Please write out exactly the lines of the data below from the line holding "unauthorized). Re-raised unchanged." through the line holding "failure is one.", and leave out the rest.

(Beginning of Supplied records)

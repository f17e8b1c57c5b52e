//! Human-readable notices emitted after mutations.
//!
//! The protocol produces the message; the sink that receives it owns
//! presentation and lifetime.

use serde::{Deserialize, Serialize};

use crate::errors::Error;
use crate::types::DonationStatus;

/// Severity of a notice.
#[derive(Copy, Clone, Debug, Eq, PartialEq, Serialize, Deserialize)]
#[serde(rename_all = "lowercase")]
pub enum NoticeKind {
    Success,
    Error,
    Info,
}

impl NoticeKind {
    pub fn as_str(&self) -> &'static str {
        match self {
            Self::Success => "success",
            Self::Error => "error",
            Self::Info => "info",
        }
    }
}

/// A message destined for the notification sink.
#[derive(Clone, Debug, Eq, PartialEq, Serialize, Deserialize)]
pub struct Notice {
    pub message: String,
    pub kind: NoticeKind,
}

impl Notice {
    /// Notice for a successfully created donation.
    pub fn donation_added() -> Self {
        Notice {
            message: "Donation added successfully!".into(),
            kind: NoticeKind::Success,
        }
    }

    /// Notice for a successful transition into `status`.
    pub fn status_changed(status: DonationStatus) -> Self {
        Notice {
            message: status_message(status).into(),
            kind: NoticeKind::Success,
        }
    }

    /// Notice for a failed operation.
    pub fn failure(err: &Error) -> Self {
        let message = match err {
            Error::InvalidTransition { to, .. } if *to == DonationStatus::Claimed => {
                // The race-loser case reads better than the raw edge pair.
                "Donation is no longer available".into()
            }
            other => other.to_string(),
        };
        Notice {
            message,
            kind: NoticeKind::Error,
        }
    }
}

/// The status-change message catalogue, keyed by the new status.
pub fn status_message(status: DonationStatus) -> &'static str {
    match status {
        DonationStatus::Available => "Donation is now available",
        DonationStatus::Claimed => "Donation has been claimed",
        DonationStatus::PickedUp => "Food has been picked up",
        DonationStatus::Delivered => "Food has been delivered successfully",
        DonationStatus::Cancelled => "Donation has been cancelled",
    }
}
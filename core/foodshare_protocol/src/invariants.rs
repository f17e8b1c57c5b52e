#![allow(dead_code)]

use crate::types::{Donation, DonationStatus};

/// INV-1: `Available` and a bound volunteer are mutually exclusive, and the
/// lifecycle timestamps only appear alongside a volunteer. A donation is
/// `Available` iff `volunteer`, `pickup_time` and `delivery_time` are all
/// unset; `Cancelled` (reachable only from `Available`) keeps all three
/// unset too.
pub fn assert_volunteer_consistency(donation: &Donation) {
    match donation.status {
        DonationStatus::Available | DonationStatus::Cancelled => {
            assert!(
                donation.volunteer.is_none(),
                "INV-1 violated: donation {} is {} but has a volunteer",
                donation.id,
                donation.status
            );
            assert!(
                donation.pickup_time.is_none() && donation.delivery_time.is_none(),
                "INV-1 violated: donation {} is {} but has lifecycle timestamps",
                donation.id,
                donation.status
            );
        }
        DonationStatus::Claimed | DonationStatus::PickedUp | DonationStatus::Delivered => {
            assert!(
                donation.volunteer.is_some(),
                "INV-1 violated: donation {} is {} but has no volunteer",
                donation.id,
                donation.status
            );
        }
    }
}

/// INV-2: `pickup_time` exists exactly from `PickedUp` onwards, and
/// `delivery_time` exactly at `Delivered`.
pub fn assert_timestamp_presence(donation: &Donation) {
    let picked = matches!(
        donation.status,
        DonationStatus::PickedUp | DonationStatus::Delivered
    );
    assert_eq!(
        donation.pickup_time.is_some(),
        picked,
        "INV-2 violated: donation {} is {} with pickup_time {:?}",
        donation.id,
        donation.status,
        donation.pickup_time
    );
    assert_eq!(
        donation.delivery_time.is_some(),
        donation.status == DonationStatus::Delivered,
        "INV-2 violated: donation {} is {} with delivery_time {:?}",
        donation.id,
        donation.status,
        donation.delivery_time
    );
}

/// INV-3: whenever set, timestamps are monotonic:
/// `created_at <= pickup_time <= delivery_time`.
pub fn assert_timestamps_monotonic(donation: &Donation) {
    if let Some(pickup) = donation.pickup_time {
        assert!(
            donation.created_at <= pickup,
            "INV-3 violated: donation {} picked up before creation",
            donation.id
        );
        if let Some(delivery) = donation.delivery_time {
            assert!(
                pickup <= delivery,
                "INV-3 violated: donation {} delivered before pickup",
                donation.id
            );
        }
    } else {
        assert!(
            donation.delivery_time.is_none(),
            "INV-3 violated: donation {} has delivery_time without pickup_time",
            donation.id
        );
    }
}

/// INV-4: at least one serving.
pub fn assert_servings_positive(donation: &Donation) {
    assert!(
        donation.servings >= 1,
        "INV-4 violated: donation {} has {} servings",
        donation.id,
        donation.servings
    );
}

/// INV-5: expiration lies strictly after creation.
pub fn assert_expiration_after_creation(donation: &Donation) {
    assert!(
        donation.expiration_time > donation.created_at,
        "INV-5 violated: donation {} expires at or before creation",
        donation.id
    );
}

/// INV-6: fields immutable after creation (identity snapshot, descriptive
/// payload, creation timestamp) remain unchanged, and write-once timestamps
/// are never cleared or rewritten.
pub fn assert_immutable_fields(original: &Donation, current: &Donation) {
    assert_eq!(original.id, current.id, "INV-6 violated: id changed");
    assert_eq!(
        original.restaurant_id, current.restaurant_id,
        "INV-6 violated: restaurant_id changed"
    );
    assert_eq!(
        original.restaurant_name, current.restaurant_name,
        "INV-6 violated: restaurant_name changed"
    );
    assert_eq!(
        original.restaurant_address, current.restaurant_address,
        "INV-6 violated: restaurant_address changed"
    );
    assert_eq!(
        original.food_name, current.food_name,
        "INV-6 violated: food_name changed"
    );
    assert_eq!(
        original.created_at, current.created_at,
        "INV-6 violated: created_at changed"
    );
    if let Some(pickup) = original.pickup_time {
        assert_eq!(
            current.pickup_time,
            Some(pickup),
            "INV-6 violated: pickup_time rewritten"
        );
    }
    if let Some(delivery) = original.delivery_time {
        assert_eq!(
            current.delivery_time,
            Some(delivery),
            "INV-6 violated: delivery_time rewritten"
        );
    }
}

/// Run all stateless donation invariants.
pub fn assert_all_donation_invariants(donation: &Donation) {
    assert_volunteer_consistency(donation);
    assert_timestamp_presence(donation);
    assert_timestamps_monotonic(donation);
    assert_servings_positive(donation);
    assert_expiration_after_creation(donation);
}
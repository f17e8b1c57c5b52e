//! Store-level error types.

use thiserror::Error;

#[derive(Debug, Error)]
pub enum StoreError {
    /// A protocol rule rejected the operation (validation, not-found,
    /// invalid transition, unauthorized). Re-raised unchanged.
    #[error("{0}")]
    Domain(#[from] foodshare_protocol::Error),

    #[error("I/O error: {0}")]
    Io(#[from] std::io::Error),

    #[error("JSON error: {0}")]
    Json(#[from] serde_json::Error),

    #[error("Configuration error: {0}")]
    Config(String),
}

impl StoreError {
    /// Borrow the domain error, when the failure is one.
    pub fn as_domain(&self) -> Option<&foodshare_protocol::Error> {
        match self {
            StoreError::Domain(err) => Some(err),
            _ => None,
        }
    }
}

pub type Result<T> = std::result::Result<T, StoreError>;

(End of Supplied records)

Result of the exercise —
    /// invalid transition, unauthorized). Re-raised unchanged.
    #[error("{0}")]
    Domain(#[from] foodshare_protocol::Error),

    #[error("I/O error: {0}")]
    Io(#[from] std::io::Error),

    #[error("JSON error: {0}")]
    Json(#[from] serde_json::Error),

    #[error("Configuration error: {0}")]
    Config(String),
}

impl StoreError {
    /// Borrow the domain error, when the failure is one.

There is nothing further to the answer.